== Information given ==
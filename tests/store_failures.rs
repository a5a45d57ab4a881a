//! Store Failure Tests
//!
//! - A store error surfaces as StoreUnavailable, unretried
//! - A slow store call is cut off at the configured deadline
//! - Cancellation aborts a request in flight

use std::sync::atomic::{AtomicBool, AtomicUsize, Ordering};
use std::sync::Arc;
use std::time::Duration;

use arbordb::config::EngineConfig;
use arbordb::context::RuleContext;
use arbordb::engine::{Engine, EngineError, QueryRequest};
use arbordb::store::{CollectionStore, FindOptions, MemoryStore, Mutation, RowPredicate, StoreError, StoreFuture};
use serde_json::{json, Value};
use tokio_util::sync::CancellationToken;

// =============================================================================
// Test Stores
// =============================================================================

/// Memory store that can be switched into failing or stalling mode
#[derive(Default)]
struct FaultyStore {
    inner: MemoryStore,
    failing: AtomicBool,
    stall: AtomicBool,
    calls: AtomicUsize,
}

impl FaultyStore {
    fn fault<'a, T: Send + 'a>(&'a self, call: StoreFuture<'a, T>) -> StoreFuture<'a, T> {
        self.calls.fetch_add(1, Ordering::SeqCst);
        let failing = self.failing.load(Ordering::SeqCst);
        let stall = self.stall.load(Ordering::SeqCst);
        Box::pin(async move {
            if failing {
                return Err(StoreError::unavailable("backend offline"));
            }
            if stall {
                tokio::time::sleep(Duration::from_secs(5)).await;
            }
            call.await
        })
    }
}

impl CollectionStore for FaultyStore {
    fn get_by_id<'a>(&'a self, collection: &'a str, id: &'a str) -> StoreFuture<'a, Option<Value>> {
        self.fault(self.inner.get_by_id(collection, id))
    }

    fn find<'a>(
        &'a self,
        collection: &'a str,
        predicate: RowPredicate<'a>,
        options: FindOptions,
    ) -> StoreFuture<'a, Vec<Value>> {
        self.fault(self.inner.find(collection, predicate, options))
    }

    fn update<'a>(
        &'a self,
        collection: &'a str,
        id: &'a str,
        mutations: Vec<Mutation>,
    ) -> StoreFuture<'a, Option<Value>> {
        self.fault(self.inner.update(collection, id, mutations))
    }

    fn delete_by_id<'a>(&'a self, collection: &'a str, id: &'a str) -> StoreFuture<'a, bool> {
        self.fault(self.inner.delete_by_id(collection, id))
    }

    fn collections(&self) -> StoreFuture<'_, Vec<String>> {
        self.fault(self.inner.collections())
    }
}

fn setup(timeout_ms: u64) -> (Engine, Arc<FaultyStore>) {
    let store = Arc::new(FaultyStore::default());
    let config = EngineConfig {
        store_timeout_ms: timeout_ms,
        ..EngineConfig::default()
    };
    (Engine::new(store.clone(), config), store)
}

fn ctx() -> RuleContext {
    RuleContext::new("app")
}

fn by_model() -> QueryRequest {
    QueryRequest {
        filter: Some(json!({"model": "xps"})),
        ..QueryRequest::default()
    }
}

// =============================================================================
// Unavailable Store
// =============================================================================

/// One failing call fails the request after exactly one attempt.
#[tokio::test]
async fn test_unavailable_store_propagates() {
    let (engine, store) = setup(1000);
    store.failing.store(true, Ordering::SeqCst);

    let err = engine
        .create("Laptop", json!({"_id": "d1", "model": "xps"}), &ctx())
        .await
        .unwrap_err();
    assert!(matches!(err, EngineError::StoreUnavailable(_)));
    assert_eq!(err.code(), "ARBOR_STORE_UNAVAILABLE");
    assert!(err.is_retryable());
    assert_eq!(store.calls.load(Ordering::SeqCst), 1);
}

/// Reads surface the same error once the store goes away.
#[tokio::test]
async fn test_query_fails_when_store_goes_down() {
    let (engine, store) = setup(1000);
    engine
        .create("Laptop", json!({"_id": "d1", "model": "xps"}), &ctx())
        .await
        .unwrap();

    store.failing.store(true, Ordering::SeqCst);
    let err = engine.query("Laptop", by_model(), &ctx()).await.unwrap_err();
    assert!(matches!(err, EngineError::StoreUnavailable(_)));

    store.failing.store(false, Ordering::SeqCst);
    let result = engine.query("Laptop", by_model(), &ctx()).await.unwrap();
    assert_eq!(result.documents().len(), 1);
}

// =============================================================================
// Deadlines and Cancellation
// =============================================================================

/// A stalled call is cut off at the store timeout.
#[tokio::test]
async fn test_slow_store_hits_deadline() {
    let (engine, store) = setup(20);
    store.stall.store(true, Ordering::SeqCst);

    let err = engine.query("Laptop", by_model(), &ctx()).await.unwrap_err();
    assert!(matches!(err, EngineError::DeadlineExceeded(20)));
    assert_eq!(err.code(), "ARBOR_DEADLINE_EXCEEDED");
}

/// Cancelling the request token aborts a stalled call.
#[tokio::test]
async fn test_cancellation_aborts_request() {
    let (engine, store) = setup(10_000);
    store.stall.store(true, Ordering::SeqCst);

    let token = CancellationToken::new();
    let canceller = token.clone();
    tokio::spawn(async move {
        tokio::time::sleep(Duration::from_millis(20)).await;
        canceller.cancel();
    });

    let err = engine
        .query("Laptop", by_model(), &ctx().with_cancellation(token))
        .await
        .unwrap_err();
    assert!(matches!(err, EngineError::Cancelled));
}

== Work instructions ==
Send back the whole listing, exactly as written.

== Problem solution ==
filename tests/store_failures.rs
repository a5a45d57ab4a881a
//! Store Failure Tests
//!
//! - A store error surfaces as StoreUnavailable, unretried
//! - A slow store call is cut off at the configured deadline
//! - Cancellation aborts a request in flight

use std::sync::atomic::{AtomicBool, AtomicUsize, Ordering};
use std::sync::Arc;
use std::time::Duration;

use arbordb::config::EngineConfig;
use arbordb::context::RuleContext;
use arbordb::engine::{Engine, EngineError, QueryRequest};
use arbordb::store::{CollectionStore, FindOptions, MemoryStore, Mutation, RowPredicate, StoreError, StoreFuture};
use serde_json::{json, Value};
use tokio_util::sync::CancellationToken;

// =============================================================================
// Test Stores
// =============================================================================

/// Memory store that can be switched into failing or stalling mode
#[derive(Default)]
struct FaultyStore {
    inner: MemoryStore,
    failing: AtomicBool,
    stall: AtomicBool,
    calls: AtomicUsize,
}

impl FaultyStore {
    fn fault<'a, T: Send + 'a>(&'a self, call: StoreFuture<'a, T>) -> StoreFuture<'a, T> {
        self.calls.fetch_add(1, Ordering::SeqCst);
        let failing = self.failing.load(Ordering::SeqCst);
        let stall = self.stall.load(Ordering::SeqCst);
        Box::pin(async move {
            if failing {
                return Err(StoreError::unavailable("backend offline"));
            }
            if stall {
                tokio::time::sleep(Duration::from_secs(5)).await;
            }
            call.await
        })
    }
}

impl CollectionStore for FaultyStore {
    fn get_by_id<'a>(&'a self, collection: &'a str, id: &'a str) -> StoreFuture<'a, Option<Value>> {
        self.fault(self.inner.get_by_id(collection, id))
    }

    fn find<'a>(
        &'a self,
        collection: &'a str,
        predicate: RowPredicate<'a>,
        options: FindOptions,
    ) -> StoreFuture<'a, Vec<Value>> {
        self.fault(self.inner.find(collection, predicate, options))
    }

    fn update<'a>(
        &'a self,
        collection: &'a str,
        id: &'a str,
        mutations: Vec<Mutation>,
    ) -> StoreFuture<'a, Option<Value>> {
        self.fault(self.inner.update(collection, id, mutations))
    }

    fn delete_by_id<'a>(&'a self, collection: &'a str, id: &'a str) -> StoreFuture<'a, bool> {
        self.fault(self.inner.delete_by_id(collection, id))
    }

    fn collections(&self) -> StoreFuture<'_, Vec<String>> {
        self.fault(self.inner.collections())
    }
}

fn setup(timeout_ms: u64) -> (Engine, Arc<FaultyStore>) {
    let store = Arc::new(FaultyStore::default());
    let config = EngineConfig {
        store_timeout_ms: timeout_ms,
        ..EngineConfig::default()
    };
    (Engine::new(store.clone(), config), store)
}

fn ctx() -> RuleContext {
    RuleContext::new("app")
}

fn by_model() -> QueryRequest {
    QueryRequest {
        filter: Some(json!({"model": "xps"})),
        ..QueryRequest::default()
    }
}

// =============================================================================
// Unavailable Store
// =============================================================================

/// One failing call fails the request after exactly one attempt.
#[tokio::test]
async fn test_unavailable_store_propagates() {
    let (engine, store) = setup(1000);
    store.failing.store(true, Ordering::SeqCst);

    let err = engine
        .create("Laptop", json!({"_id": "d1", "model": "xps"}), &ctx())
        .await
        .unwrap_err();
    assert!(matches!(err, EngineError::StoreUnavailable(_)));
    assert_eq!(err.code(), "ARBOR_STORE_UNAVAILABLE");
    assert!(err.is_retryable());
    assert_eq!(store.calls.load(Ordering::SeqCst), 1);
}

/// Reads surface the same error once the store goes away.
#[tokio::test]
async fn test_query_fails_when_store_goes_down() {
    let (engine, store) = setup(1000);
    engine
        .create("Laptop", json!({"_id": "d1", "model": "xps"}), &ctx())
        .await
        .unwrap();

    store.failing.store(true, Ordering::SeqCst);
    let err = engine.query("Laptop", by_model(), &ctx()).await.unwrap_err();
    assert!(matches!(err, EngineError::StoreUnavailable(_)));

    store.failing.store(false, Ordering::SeqCst);
    let result = engine.query("Laptop", by_model(), &ctx()).await.unwrap();
    assert_eq!(result.documents().len(), 1);
}

// =============================================================================
// Deadlines and Cancellation
// =============================================================================

/// A stalled call is cut off at the store timeout.
#[tokio::test]
async fn test_slow_store_hits_deadline() {
    let (engine, store) = setup(20);
    store.stall.store(true, Ordering::SeqCst);

    let err = engine.query("Laptop", by_model(), &ctx()).await.unwrap_err();
    assert!(matches!(err, EngineError::DeadlineExceeded(20)));
    assert_eq!(err.code(), "ARBOR_DEADLINE_EXCEEDED");
}

/// Cancelling the request token aborts a stalled call.
#[tokio::test]
async fn test_cancellation_aborts_request() {
    let (engine, store) = setup(10_000);
    store.stall.store(true, Ordering::SeqCst);

    let token = CancellationToken::new();
    let canceller = token.clone();
    tokio::spawn(async move {
        tokio::time::sleep(Duration::from_millis(20)).await;
        canceller.cancel();
    });

    let err = engine
        .query("Laptop", by_model(), &ctx().with_cancellation(token))
        .await
        .unwrap_err();
    assert!(matches!(err, EngineError::Cancelled));
}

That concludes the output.